**INSTRUCTIONS FOR THE TASK**
Repeat each record below exactly as it is written.

════

//! API error-handling module

use std::fmt;

use axum::{
    extract::rejection::JsonRejection,
    http::StatusCode,
    response::{IntoResponse, Response},
    Json,
};
use serde::{Deserialize, Serialize};
use tracing::debug;
use utoipa::ToSchema;

use crate::domain::communication::payloads::PayloadError;

/// An error response
#[derive(Debug, Deserialize, Serialize, ToSchema)]
pub struct ErrorResponse {
    /// The error message
    #[schema(example = "Internal server error")]
    pub error: String,

    /// The kind of validation failure, if the payload was rejected
    #[schema(example = "InvalidEmailAddress")]
    #[serde(default, skip_serializing_if = "Option::is_none")]
    pub kind: Option<String>,
}

/// An error raised in the API
#[derive(Debug, Deserialize, ToSchema)]
pub struct ApiError {
    /// The status code
    #[schema(example = 500, value_type = u16)]
    #[serde(with = "http_serde::status_code")]
    pub status: StatusCode,

    /// The error message
    #[schema(example = "Internal server error")]
    pub message: String,

    /// The kind of validation failure
    #[schema(example = "InvalidName")]
    pub kind: Option<String>,
}

impl ApiError {
    /// Create a new API error
    pub fn new(status: StatusCode, message: &str) -> Self {
        Self {
            status,
            message: message.to_string(),
            kind: None,
        }
    }

    /// Create a new unprocessable entity error
    pub fn new_422(message: &str) -> Self {
        Self::new(StatusCode::UNPROCESSABLE_ENTITY, message)
    }

    /// Create new internal server error
    pub fn new_500(message: &str) -> Self {
        Self::new(StatusCode::INTERNAL_SERVER_ERROR, message)
    }

    /// Attach the kind of validation failure
    pub fn with_kind(mut self, kind: &str) -> Self {
        self.kind = Some(kind.to_string());
        self
    }
}

impl fmt::Display for ApiError {
    fn fmt(&self, f: &mut fmt::Formatter<'_>) -> fmt::Result {
        write!(f, "{}", self.message)
    }
}

impl IntoResponse for ApiError {
    fn into_response(self) -> Response {
        (
            self.status,
            Json(ErrorResponse {
                error: self.message,
                kind: self.kind,
            }),
        )
            .into_response()
    }
}

impl From<anyhow::Error> for ApiError {
    fn from(err: anyhow::Error) -> Self {
        ApiError::new_500(&err.to_string())
    }
}

impl From<PayloadError> for ApiError {
    fn from(err: PayloadError) -> Self {
        debug!("PayloadError -> ApiError");

        ApiError::new_422(&err.to_string()).with_kind(err.kind())
    }
}

impl From<JsonRejection> for ApiError {
    fn from(rejection: JsonRejection) -> Self {
        ApiError::new(rejection.status(), &rejection.body_text())
    }
}

#[cfg(test)]
mod tests {
    use std::usize;

    use anyhow::anyhow;
    use axum::{body::to_bytes, http::StatusCode, response::IntoResponse};
    use testresult::TestResult;

    use crate::domain::communication::{
        email_addresses::EmailAddressError, payloads::PayloadError, Party,
    };

    use super::ApiError;

    #[tokio::test]
    async fn test_error_response() -> TestResult {
        let error = ApiError::new_500("Internal server error");

        let response = error.into_response();
        let body = to_bytes(response.into_body(), usize::MAX).await?;

        assert_eq!(body, r#"{"error":"Internal server error"}"#);

        Ok(())
    }

    #[tokio::test]
    async fn test_error_response_with_kind() -> TestResult {
        let error = ApiError::new_422("Invalid sender name").with_kind("InvalidName");

        let response = error.into_response();

        assert_eq!(response.status(), StatusCode::UNPROCESSABLE_ENTITY);

        let body = to_bytes(response.into_body(), usize::MAX).await?;

        assert_eq!(
            body,
            r#"{"error":"Invalid sender name","kind":"InvalidName"}"#
        );

        Ok(())
    }

    #[test]
    fn test_api_error_from_error() {
        let error = anyhow!("Internal server error");
        let api_error = ApiError::from(error);

        assert_eq!(api_error.status, StatusCode::INTERNAL_SERVER_ERROR);
        assert_eq!(api_error.message, "Internal server error");
        assert_eq!(api_error.kind, None);
    }

    #[test]
    fn test_api_error_from_payload_error() {
        let error = PayloadError::InvalidEmailAddress {
            party: Party::Receiver,
            source: EmailAddressError::UnsupportedTld,
        };

        let api_error = ApiError::from(error);

        assert_eq!(api_error.status, StatusCode::UNPROCESSABLE_ENTITY);
        assert_eq!(
            api_error.message,
            "Invalid receiver email address: domain must end in '.com', '.net', or '.org'"
        );
        assert_eq!(api_error.kind.as_deref(), Some("InvalidEmailAddress"));
    }
}
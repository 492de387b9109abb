//! OpenAPI module

use utoipa::OpenApi;

use crate::infrastructure::http::{errors::ErrorResponse, handlers::v1::*};

/// OpenAPI documentation for the API
#[derive(Debug, OpenApi)]
#[openapi(
    info(title = "Payload Validator"),
    paths(payloads::validate::handler, uptime::handler),
    components(schemas(
        payloads::validate::ValidatePayloadBody,
        payloads::validate::ValidatePayloadResponse,
        uptime::UptimeResponse,
        ErrorResponse,
    ))
)]
pub struct ApiDocs;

════

**WRITTEN SOLUTION**
//! API error-handling module

use std::fmt;

use axum::{
    extract::rejection::JsonRejection,
    http::StatusCode,
    response::{IntoResponse, Response},
    Json,
};
use serde::{Deserialize, Serialize};
use tracing::debug;
use utoipa::ToSchema;

use crate::domain::communication::payloads::PayloadError;

/// An error response
#[derive(Debug, Deserialize, Serialize, ToSchema)]
pub struct ErrorResponse {
    /// The error message
    #[schema(example = "Internal server error")]
    pub error: String,

    /// The kind of validation failure, if the payload was rejected
    #[schema(example = "InvalidEmailAddress")]
    #[serde(default, skip_serializing_if = "Option::is_none")]
    pub kind: Option<String>,
}

/// An error raised in the API
#[derive(Debug, Deserialize, ToSchema)]
pub struct ApiError {
    /// The status code
    #[schema(example = 500, value_type = u16)]
    #[serde(with = "http_serde::status_code")]
    pub status: StatusCode,

    /// The error message
    #[schema(example = "Internal server error")]
    pub message: String,

    /// The kind of validation failure
    #[schema(example = "InvalidName")]
    pub kind: Option<String>,
}

impl ApiError {
    /// Create a new API error
    pub fn new(status: StatusCode, message: &str) -> Self {
        Self {
            status,
            message: message.to_string(),
            kind: None,
        }
    }

    /// Create a new unprocessable entity error
    pub fn new_422(message: &str) -> Self {
        Self::new(StatusCode::UNPROCESSABLE_ENTITY, message)
    }

    /// Create new internal server error
    pub fn new_500(message: &str) -> Self {
        Self::new(StatusCode::INTERNAL_SERVER_ERROR, message)
    }

    /// Attach the kind of validation failure
    pub fn with_kind(mut self, kind: &str) -> Self {
        self.kind = Some(kind.to_string());
        self
    }
}

impl fmt::Display for ApiError {
    fn fmt(&self, f: &mut fmt::Formatter<'_>) -> fmt::Result {
        write!(f, "{}", self.message)
    }
}

impl IntoResponse for ApiError {
    fn into_response(self) -> Response {
        (
            self.status,
            Json(ErrorResponse {
                error: self.message,
                kind: self.kind,
            }),
        )
            .into_response()
    }
}

impl From<anyhow::Error> for ApiError {
    fn from(err: anyhow::Error) -> Self {
        ApiError::new_500(&err.to_string())
    }
}

impl From<PayloadError> for ApiError {
    fn from(err: PayloadError) -> Self {
        debug!("PayloadError -> ApiError");

        ApiError::new_422(&err.to_string()).with_kind(err.kind())
    }
}

impl From<JsonRejection> for ApiError {
    fn from(rejection: JsonRejection) -> Self {
        ApiError::new(rejection.status(), &rejection.body_text())
    }
}

#[cfg(test)]
mod tests {
    use std::usize;

    use anyhow::anyhow;
    use axum::{body::to_bytes, http::StatusCode, response::IntoResponse};
    use testresult::TestResult;

    use crate::domain::communication::{
        email_addresses::EmailAddressError, payloads::PayloadError, Party,
    };

    use super::ApiError;

    #[tokio::test]
    async fn test_error_response() -> TestResult {
        let error = ApiError::new_500("Internal server error");

        let response = error.into_response();
        let body = to_bytes(response.into_body(), usize::MAX).await?;

        assert_eq!(body, r#"{"error":"Internal server error"}"#);

        Ok(())
    }

    #[tokio::test]
    async fn test_error_response_with_kind() -> TestResult {
        let error = ApiError::new_422("Invalid sender name").with_kind("InvalidName");

        let response = error.into_response();

        assert_eq!(response.status(), StatusCode::UNPROCESSABLE_ENTITY);

        let body = to_bytes(response.into_body(), usize::MAX).await?;

        assert_eq!(
            body,
            r#"{"error":"Invalid sender name","kind":"InvalidName"}"#
        );

        Ok(())
    }

    #[test]
    fn test_api_error_from_error() {
        let error = anyhow!("Internal server error");
        let api_error = ApiError::from(error);

        assert_eq!(api_error.status, StatusCode::INTERNAL_SERVER_ERROR);
        assert_eq!(api_error.message, "Internal server error");
        assert_eq!(api_error.kind, None);
    }

    #[test]
    fn test_api_error_from_payload_error() {
        let error = PayloadError::InvalidEmailAddress {
            party: Party::Receiver,
            source: EmailAddressError::UnsupportedTld,
        };

        let api_error = ApiError::from(error);

        assert_eq!(api_error.status, StatusCode::UNPROCESSABLE_ENTITY);
        assert_eq!(
            api_error.message,
            "Invalid receiver email address: domain must end in '.com', '.net', or '.org'"
        );
        assert_eq!(api_error.kind.as_deref(), Some("InvalidEmailAddress"));
    }
}
repository 492de387b9109abb
//! OpenAPI module

use utoipa::OpenApi;

use crate::infrastructure::http::{errors::ErrorResponse, handlers::v1::*};

/// OpenAPI documentation for the API
#[derive(Debug, OpenApi)]
#[openapi(
    info(title = "Payload Validator"),
    paths(payloads::validate::handler, uptime::handler),
    components(schemas(
        payloads::validate::ValidatePayloadBody,
        payloads::validate::ValidatePayloadResponse,
        uptime::UptimeResponse,
        ErrorResponse,
    ))
)]
pub struct ApiDocs;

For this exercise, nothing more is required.